In a recent review by Lepschy et al. (2018), shooting accuracy was identified as the in-game action that best explained football performance, followed by other offensive variables such as the number of shots on goal, the percentage of ball possession and the rate of passing accuracy. During an elite football match, the success of an offensive sequence is higher when it starts with a counterattack/fast attack in comparison with a positional attack (Sarmento et al., 2018c). In addition, the number of passes performed in an offensive sequence decreases the probability of its success (Sarmento et al., 2018c) coinciding with the low contribution of the number of passes to the points obtained at the end of the season (Souza et al., 2019). A high proportion of the studies included in the review by Lepschy et al. (2018) did not consider the match location although this variable might greatly influence the players’ technical actions that lead to victory (Liu et al., 2015). Furthermore, in a critical review by Mackenzie and Cushion (2013), these authors have suggested that the analysis of in-game actions to predict football performance should be contextualized by match location and thus, a clear identification of the in-game actions that might increase the likelihood of victory is necessary when playing at home vs when playing away.
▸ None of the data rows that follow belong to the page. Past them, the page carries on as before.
use tracing::{debug, trace, warn};

use crate::model::TileId;
use crate::reactor::Reactor;
use crate::sys::geometry::{Point, Rect};
use crate::sys::host::{WindowHost, WindowId};

/// Move and resize handling. The `handle_window_*` functions turn host
/// notifications into tile signals; the `on_*` functions react to those
/// signals once the tile has published them.
pub struct DragEventHandler;

impl DragEventHandler {
    pub fn handle_window_move_started<H: WindowHost>(reactor: &mut Reactor<H>, window: WindowId) {
        if let Some(tile) = reactor.tiles.tile_for_window(window) {
            tile.signals().moving_started.emit(&());
        }
    }

    pub fn handle_window_move_step<H: WindowHost>(
        reactor: &mut Reactor<H>,
        window: WindowId,
        rect: Rect,
    ) {
        if let Some(tile) = reactor.tiles.tile_for_window(window) {
            tile.signals().moving_step.emit(&rect);
        }
    }

    pub fn handle_window_move_ended<H: WindowHost>(reactor: &mut Reactor<H>, window: WindowId) {
        if let Some(tile) = reactor.tiles.tile_for_window(window) {
            tile.signals().moving_ended.emit(&());
        }
    }

    pub fn handle_window_resize_started<H: WindowHost>(reactor: &mut Reactor<H>, window: WindowId) {
        if let Some(tile) = reactor.tiles.tile_for_window(window) {
            tile.signals().resizing_started.emit(&());
        }
    }

    pub fn handle_window_resize_step<H: WindowHost>(
        reactor: &mut Reactor<H>,
        window: WindowId,
        rect: Rect,
    ) {
        if let Some(tile) = reactor.tiles.tile_for_window(window) {
            tile.signals().resizing_step.emit(&rect);
        }
    }

    pub fn handle_window_resize_ended<H: WindowHost>(reactor: &mut Reactor<H>, window: WindowId) {
        if let Some(tile) = reactor.tiles.tile_for_window(window) {
            tile.signals().resizing_ended.emit(&());
        }
    }

    pub fn on_move_started<H: WindowHost>(reactor: &mut Reactor<H>, tile: TileId) {
        let Some(screen) = reactor.tiles.tile(tile).map(|t| t.screen()) else {
            return;
        };
        if reactor.drag_manager.start_move(tile, screen) {
            debug!(?tile, screen, "move started");
        } else {
            warn!(
                ?tile,
                state = ?reactor.drag_manager.drag_state,
                "move started during another move - ignoring"
            );
        }
    }

    /// Shows where the window would land: the tile under its centre, or the
    /// whole screen when there is none.
    pub fn on_move_step<H: WindowHost>(reactor: &mut Reactor<H>, tile: TileId, rect: Rect) {
        if !reactor.drag_manager.is_moving(tile) || !reactor.config.settings.drop_preview {
            return;
        }
        let centre = rect.mid();
        let last_screen = reactor.screen_count().saturating_sub(1);
        let Some(screen) = Self::screen_at(reactor, centre)
            .or_else(|| reactor.tiles.tile(tile).map(|t| t.screen().min(last_screen)))
        else {
            return;
        };
        let Some(layout) = reactor.screen_layout(reactor.current_desktop, screen) else {
            return;
        };
        let outline = layout.tile_geometry_at(centre).unwrap_or(layout.area());
        trace!(?tile, ?outline, "drop preview");
        reactor.host.show_outline(outline);
    }

    /// A move across screens transfers the tile to the layout under the
    /// drop point. A move within a screen swaps with the tile under the
    /// drop point, if any. Either way the window is put back into its slot.
    pub fn on_move_ended<H: WindowHost>(reactor: &mut Reactor<H>, tile: TileId) {
        let Some(origin) = reactor.drag_manager.finish_move(tile) else {
            trace!(?tile, "move end without a matching start");
            return;
        };
        if reactor.config.settings.drop_preview {
            reactor.host.hide_outline();
        }
        let host_active = reactor.host.active_window();
        let Some((screen, window)) =
            reactor.tiles.tile(tile).map(|t| (t.screen(), t.active_window(host_active)))
        else {
            return;
        };
        let drop_point = window.and_then(|w| reactor.host.window_geometry(w)).map(|r| r.mid());

        if screen != origin {
            debug!(?tile, from = origin, to = screen, "tile dragged to another screen");
            reactor.sync_placement(tile, drop_point);
        } else if let (Some(point), Some((desktop, screen))) =
            (drop_point, reactor.layout_of(tile))
        {
            let target = reactor.screen_layout(desktop, screen).and_then(|l| l.tile_at(point));
            if let Some(target) = target {
                debug!(?tile, ?target, "swapping dragged tile");
                if let Some(layout) = reactor.screen_layout_mut(desktop, screen) {
                    let updates = layout.swap_tiles(tile, target);
                    reactor.apply_updates(updates);
                }
            }
        }
        reactor.refresh_tile(tile);
    }

    pub fn on_resize_started<H: WindowHost>(reactor: &mut Reactor<H>, tile: TileId) {
        debug!(?tile, "resize started");
        reactor.drag_manager.resizing = Some(tile);
    }

    /// Hands the window's final geometry to every layout holding the tile.
    pub fn on_resize_ended<H: WindowHost>(reactor: &mut Reactor<H>, tile: TileId) {
        if reactor.drag_manager.resizing == Some(tile) {
            reactor.drag_manager.resizing = None;
        }
        let window = reactor
            .tiles
            .tile(tile)
            .and_then(|t| t.active_window(reactor.host.active_window()));
        let Some(rect) = window.and_then(|w| reactor.host.window_geometry(w)) else {
            return;
        };
        let placement = reactor.placement(tile).map(<[_]>::to_vec).unwrap_or_default();
        let min_size = reactor.config.settings.min_tile_size;
        for (desktop, screen) in placement {
            if let Some(layout) = reactor.screen_layout_mut(desktop, screen) {
                let updates = layout.resize_tile(tile, rect, min_size);
                reactor.apply_updates(updates);
            }
        }
        debug!(?tile, ?rect, "resize ended");
        reactor.refresh_tile(tile);
    }

    fn screen_at<H: WindowHost>(reactor: &Reactor<H>, point: Point) -> Option<usize> {
        reactor
            .layouts
            .get(reactor.current_desktop)?
            .iter()
            .find(|layout| layout.area().contains(point))
            .map(|layout| layout.screen())
    }
}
As might be expected, previous investigations have found a clear discrepancy between successful and unsuccessful football teams in highly competitive championships around the world (Rampinini et al., 2009; Lago-Peñas et al., 2011; Liu et al., 2016a). However, these studies have analyzed in-game football actions obtained in only one season, while the year-to-year variability due to players’ injuries or an outstanding player, and the game style imposed by the teams’ coaches might have affected the outcomes of these analyses (Kattuman et al., 2019). In addition, the comparison made in these investigations rarely assesses the importance of each match statistic for overall football performance. The aim of this investigation was to perform a comprehensive comparative analysis of successful and unsuccessful football teams in the Spanish professional football championship (LaLiga) by including accumulated match statistics obtained during 8 competitive seasons. This analysis has considered match location, offensive and defensive event variables and contains a magnitude analysis to improve the work of football coaches and performance analysts.
Materials and Methods
The current investigation represents a descriptive, comparative analysis of the end of season accumulated match statistics of professional football teams competing in LaLiga (20 teams per season). This research was inspired by a previous investigation carried out by Liu et al. (2016a) using match statistics from LaLiga 2012-2013 but the power of the analysis has been increased with the inclusion of 8 consecutive seasons (from 2010-2011 to 2017-2018). Data were obtained from LaLiga, which owns a software for video match analysis (Mediacoach®) based on the OPTA® (Spain) track analysis tool. During the matches, every in-game action is categorized by a mix software tool that included an automatized categorization of some actions by a computerized system (e.g., passes) and categorization by a trained analyst who uses a rigid set of definitions (e.g., yellow and red cards; Liu et al., 2013). The reliability of this current tracking system was tested with an intra-class correlation coefficient that ranges from 0.88 to 1.00 (Liu et al., 2013). To comply with LaLiga ethical guidelines, the information included in this investigation does not allow the recognition of football players’ identities. LaLiga authorized the use of these data for the purpose of this investigation and the experimental protocols were approved by the University Institutional Review Board.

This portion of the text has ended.